Baseline assessments included the Six-Minute Walk Test (6MWT), the International Physical Activity Questionnaire, the EuroQOL tool, the Hospital Anxiety and Depression Scale and the Fatigue Assessment Scale. These measurements were recorded on week 1 of the programme and again at week 6.
Adverse incidents, ability to complete exercise stations and attendance rates were recorded. A patient satisfaction survey was completed on the last day of the course.
Results
There were no adverse incidents reported during cardiac stress testing or throughout the programme, and all participants were able to complete the standard cardiac rehabilitation circuit-based exercise class hat is currently run in SJH, without modifications. All participants showed increased walking distance in the 6MWT, decreased fatigue and decreased anxiety and depression. The patient satisfaction survey demonstrated positive feedback from all participants (Figure 1.)
Conclusion
Several international trials are currently exploring this research topic³. The local results reported here suggest that a standard cardiac rehabilitation programme is both feasible and effective for patients after TIA and NDS. Feedback from participants was extremely positive.
It is hoped to roll out this service in SJH on a more permanent basis later in 2017.
References
- Irish Heart Foundation (2016). Facts on Heart Disease and Stroke: Irish Heart Foundation. Available at: https://www.irishheartfoundati... [Accessed 16 Nov. 2016]

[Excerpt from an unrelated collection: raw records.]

//! Embedding provider implementations behind `listinglens_core::traits::Embedder`.
//!
//! `remote` talks to an OpenAI-compatible embeddings endpoint; `hashed` is a
//! deterministic offline provider used for tests and air-gapped runs.

pub mod hashed;
pub mod remote;

pub use hashed::HashedEmbedder;
pub use remote::RemoteEmbedder;
//! Tolerant parser for model-generated listing text.
//!
//! Generated output follows no single delimiter convention, so parsing runs
//! as a pipeline of stages that each report success or failure instead of
//! throwing past their boundary: split into fragments, label-match lines,
//! coerce values, validate. One malformed fragment never aborts the batch;
//! it lands in `ParseBatch::rejects` with a reason.

use crate::error::{Error, Result};
use crate::types::{ListingId, ListingRecord, ParseBatch, RejectedFragment};
use regex::Regex;
use tracing::{debug, warn};

/// Fields a fragment must fill before it becomes a record.
#[derive(Debug, Clone, Copy, PartialEq, Eq)]
enum Field {
    Neighborhood,
    Price,
    Bedrooms,
    Bathrooms,
    Size,
    Description,
    NeighborhoodDescription,
}

#[derive(Debug, Default)]
struct FragmentFields {
    neighborhood: Option<String>,
    price: Option<u64>,
    bedrooms: Option<u32>,
    bathrooms: Option<f32>,
    size: Option<f64>,
    description: Option<String>,
    neighborhood_description: Option<String>,
}

pub struct RecordParser {
    entry_marker: Regex,
    label_line: Regex,
    neighborhood_start: Regex,
}

impl Default for RecordParser {
    fn default() -> Self {
        Self::new()
    }
}

impl RecordParser {
    // Patterns are literals; compiling them cannot fail at runtime.
    #[allow(clippy::unwrap_used)]
    pub fn new() -> Self {
        Self {
            entry_marker: Regex::new(r"(?m)^\s*\d+\s*[.)]\s+").unwrap(),
            label_line: Regex::new(r"^\s*(?:[-*]\s*)?([A-Za-z][A-Za-z /_-]{0,40}?)\s*:\s*(.*)$")
                .unwrap(),
            neighborhood_start: Regex::new(r"(?i)^\s*(?:[-*]\s*)?neighborhood\s*:").unwrap(),
        }
    }

    /// Parse raw generated text into a batch of validated records.
    ///
    /// Ids are assigned sequentially starting at `next_id` (the caller
    /// passes `store.next_id()`), so repeated runs against the same store
    /// never collide. Recovering fewer fragments than `expected_count` is a
    /// reported discrepancy, not an error; recovering none at all is.
    pub fn parse(
        &self,
        raw_text: &str,
        expected_count: usize,
        next_id: ListingId,
    ) -> Result<ParseBatch> {
        let fragments = self.split_fragments(raw_text);
        if fragments.is_empty() {
            return Err(Error::Parse("no listings recovered".to_string()));
        }

        let mut batch = ParseBatch::default();
        for fragment in &fragments {
            match self.parse_fragment(fragment) {
                Ok(fields) => {
                    let id = next_id + batch.records.len() as ListingId;
                    batch.records.push(build_record(id, fields));
                }
                Err(reason) => {
                    debug!(%reason, "fragment rejected");
                    batch.rejects.push(RejectedFragment {
                        text: fragment.clone(),
                        reason,
                    });
                }
            }
        }

        if batch.records.len() < expected_count {
            warn!(
                expected = expected_count,
                parsed = batch.records.len(),
                rejected = batch.rejects.len(),
                "generation batch came up short"
            );
        }
        Ok(batch)
    }

    /// Boundary heuristic: prefer numbered-entry markers (`1.` / `2)` at
    /// line start); fall back to blank-line-separated blocks, opening a new
    /// fragment at each block that starts with a `Neighborhood:` label.
    fn split_fragments(&self, raw_text: &str) -> Vec<String> {
        let markers: Vec<_> = self.entry_marker.find_iter(raw_text).collect();
        if !markers.is_empty() {
            let mut fragments = Vec::with_capacity(markers.len());
            for (i, m) in markers.iter().enumerate() {
                let end = markers.get(i + 1).map_or(raw_text.len(), |n| n.start());
                let body = raw_text[m.end()..end].trim();
                if !body.is_empty() {
                    fragments.push(body.to_string());
                }
            }
            return fragments;
        }

        let mut fragments: Vec<String> = Vec::new();
        for block in raw_text.split("\n\n") {
            let block = block.trim();
            if block.is_empty() {
                continue;
            }
            if self.neighborhood_start.is_match(block) || fragments.is_empty() {
                fragments.push(block.to_string());
            } else if let Some(current) = fragments.last_mut() {
                current.push_str("\n");
                current.push_str(block);
            }
        }
        fragments
    }

    /// Line-oriented field extraction. Labels match case-insensitively with
    /// punctuation and synonym tolerance; lines without a known label
    /// continue the previous free-text field.
    fn parse_fragment(&self, fragment: &str) -> std::result::Result<FragmentFields, String> {
        let mut fields = FragmentFields::default();
        let mut open_text: Option<Field> = None;

        for line in fragment.lines() {
            let labeled = self
                .label_line
                .captures(line)
                .and_then(|c| match (c.get(1), c.get(2)) {
                    (Some(label), Some(value)) => resolve_label(label.as_str())
                        .map(|f| (f, value.as_str().trim().to_string())),
                    _ => None,
                });

            let Some((mut field, value)) = labeled else {
                // Continuation of a multi-line description.
                if let Some(open) = open_text {
                    let text = line.trim();
                    if !text.is_empty() {
                        append_text(&mut fields, open, text);
                    }
                }
                continue;
            };

            // A second bare "Neighborhood:" after the house description is
            // how models often label the neighborhood description.
            if field == Field::Neighborhood
                && fields.neighborhood.is_some()
                && fields.neighborhood_description.is_none()
            {
                field = Field::NeighborhoodDescription;
            }

            open_text = None;
            match field {
                Field::Neighborhood => fields.neighborhood = non_empty(&value),
                Field::Price => {
                    fields.price =
                        Some(coerce_price(&value).ok_or_else(|| format!("bad price '{value}'"))?);
                }
                Field::Bedrooms => {
                    fields.bedrooms = Some(
                        coerce_count(&value).ok_or_else(|| format!("bad bedrooms '{value}'"))?,
                    );
                }
                Field::Bathrooms => {
                    fields.bathrooms = Some(
                        coerce_fraction(&value)
                            .ok_or_else(|| format!("bad bathrooms '{value}'"))?,
                    );
                }
                Field::Size => {
                    fields.size =
                        Some(coerce_area(&value).ok_or_else(|| format!("bad size '{value}'"))?);
                }
                Field::Description => {
                    fields.description = non_empty(&value);
                    open_text = Some(Field::Description);
                }
                Field::NeighborhoodDescription => {
                    fields.neighborhood_description = non_empty(&value);
                    open_text = Some(Field::NeighborhoodDescription);
                }
            }
        }

        validate(&fields)?;
        Ok(fields)
    }
}

fn resolve_label(label: &str) -> Option<Field> {
    let key: String = label
        .chars()
        .filter(|c| c.is_ascii_alphanumeric())
        .collect::<String>()
        .to_lowercase();
    match key.as_str() {
        "neighborhood" => Some(Field::Neighborhood),
        "price" | "listingprice" | "askingprice" => Some(Field::Price),
        "bedrooms" | "bedroomcount" | "beds" => Some(Field::Bedrooms),
        "bathrooms" | "bathroomcount" | "baths" => Some(Field::Bathrooms),
        "housesize" | "size" | "sizesqft" => Some(Field::Size),
        "description" | "housedescription" => Some(Field::Description),
        "neighborhooddescription" => Some(Field::NeighborhoodDescription),
        _ => None,
    }
}

fn append_text(fields: &mut FragmentFields, field: Field, text: &str) {
    let slot = match field {
        Field::Description => &mut fields.description,
        Field::NeighborhoodDescription => &mut fields.neighborhood_description,
        _ => return,
    };
    match slot {
        Some(existing) => {
            existing.push(' ');
            existing.push_str(text);
        }
        None => *slot = Some(text.to_string()),
    }
}

fn non_empty(value: &str) -> Option<String> {
    let value = value.trim();
    (!value.is_empty()).then(|| value.to_string())
}

/// Leading numeric token of `value` with `$`, commas and surrounding
/// whitespace stripped; trailing unit words ("sqft") are ignored.
fn numeric_prefix(value: &str) -> String {
    value
        .trim()
        .trim_start_matches('$')
        .trim()
        .chars()
        .take_while(|c| c.is_ascii_digit() || *c == ',' || *c == '.')
        .filter(|c| *c != ',')
        .collect()
}

fn coerce_price(value: &str) -> Option<u64> {
    numeric_prefix(value).parse::<u64>().ok().filter(|p| *p > 0)
}

fn coerce_count(value: &str) -> Option<u32> {
    let token = numeric_prefix(value);
    // "3.0 bedrooms" still counts as 3 whole bedrooms.
    token
        .parse::<u32>()
        .ok()
        .or_else(|| token.parse::<f64>().ok().filter(|n| n.fract() == 0.0).map(|n| n as u32))
}

fn coerce_fraction(value: &str) -> Option<f32> {
    numeric_prefix(value).parse::<f32>().ok().filter(|b| *b >= 0.0)
}

fn coerce_area(value: &str) -> Option<f64> {
    numeric_prefix(value).parse::<f64>().ok().filter(|s| *s > 0.0)
}

fn validate(fields: &FragmentFields) -> std::result::Result<(), String> {
    let missing = [
        ("neighborhood", fields.neighborhood.is_none()),
        ("price", fields.price.is_none()),
        ("bedrooms", fields.bedrooms.is_none()),
        ("bathrooms", fields.bathrooms.is_none()),
        ("size", fields.size.is_none()),
        ("description", fields.description.is_none()),
        ("neighborhood description", fields.neighborhood_description.is_none()),
    ]
    .iter()
    .filter(|(_, absent)| *absent)
    .map(|(name, _)| *name)
    .collect::<Vec<_>>();

    if missing.is_empty() {
        Ok(())
    } else {
        Err(format!("missing {}", missing.join(", ")))
    }
}

fn build_record(id: ListingId, fields: FragmentFields) -> ListingRecord {
    // `validate` ran first; the fields are all present.
    ListingRecord {
        id,
        neighborhood: fields.neighborhood.unwrap_or_default(),
        price: fields.price.unwrap_or_default(),
        bedrooms: fields.bedrooms.unwrap_or_default(),
        bathrooms: fields.bathrooms.unwrap_or_default(),
        size: fields.size.unwrap_or_default(),
        description: fields.description.unwrap_or_default(),
        neighborhood_description: fields.neighborhood_description.unwrap_or_default(),
    }
}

- Kirk H., Kersten P., Crawford P. & Keens A. (2014) The cardiac model of rehabilitation for reducing cardiovascular risk factors post transient ischaemic attack and stroke: a randomised controlled trial. Clinical Rehabilitation, 28(4), 339-349
- McKay-Lyons M., Gubitz G., Giacomantonio N. & Wightman H.. (2010) Programme of rehabilitative exercise and education to avert vascular events after non-disabling stroke or transient ischemic attack (PREVENT Trial): a multi-centred, randomised controlled trial. BMC Neurology.10, 122-131.